Mobile advertising – which uses cellphones as its medium – is still in its infancy in South Africa, but sales from this rapidly growing service reached about R200 million last year.

Growth from this market depended on the number of companies that started to use mobile advertising and how quickly they jumped on the bandwagon, Astrid Hamilton, a senior analyst at BMI-TechKnowledge, said yesterday.

She said growth also depended on the success of such advertising and on how aggressively cellphone operators and other major corporations pushed this market.

Vodacom is one of the first companies to exploit the cellphone advertising market, which could be a new revenue stream for the country’s biggest cellular network provider.

Local mobile advertising revenue is expected to surpass internet advertising, which is expected to grow from R300 million last year to between R600 million and R1.15 billion by 2012.

Mobile advertising is a new platform for marketers to provide products in an interactive way making use of more than 40 million active SIM cards in the country.
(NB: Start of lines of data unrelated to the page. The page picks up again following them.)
use crate::models::Officer;

/// Store abstraction the session service is built against; swap the
/// implementation without touching the auth flow.
pub trait OfficerDirectory {
    fn list(&self) -> &[Officer];
    fn find_by_email(&self, email: &str) -> Option<Officer>;
    fn append(&mut self, officer: Officer);
}

pub struct InMemoryDirectory {
    officers: Vec<Officer>,
}

impl InMemoryDirectory {
    pub fn new(officers: Vec<Officer>) -> Self {
        Self { officers }
    }

    pub fn seeded() -> Self {
        Self::new(crate::data::seed_officers())
    }
}

impl OfficerDirectory for InMemoryDirectory {
    fn list(&self) -> &[Officer] {
        &self.officers
    }

    fn find_by_email(&self, email: &str) -> Option<Officer> {
        self.officers.iter().find(|o| o.email == email).cloned()
    }

    fn append(&mut self, officer: Officer) {
        self.officers.push(officer);
    }
}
Hamilton said consumers had much more power and were becoming the ones who were “pulling” the content they wanted. “The customer is in control.”

Companies could bypass the middleman and go straight to the consumer, she said. The pull model came with new ways of offering content, including interactivity and personalising content to suit customers.

BMI-TechKnowledge estimates that revenue earned from internet music downloads could reach an estimated R254 million by 2012, from an estimated R60 million last year.

Hamilton said piracy was still a big inhibitor to digital music sales. Globally, only one out of 20 songs was downloaded legally. But, Hamilton added, music firms needed to implement easy-to-use ways for people to buy digital music.

MTN and Vodacom have entered into exclusive agreements with music industry firms to allow users to download songs.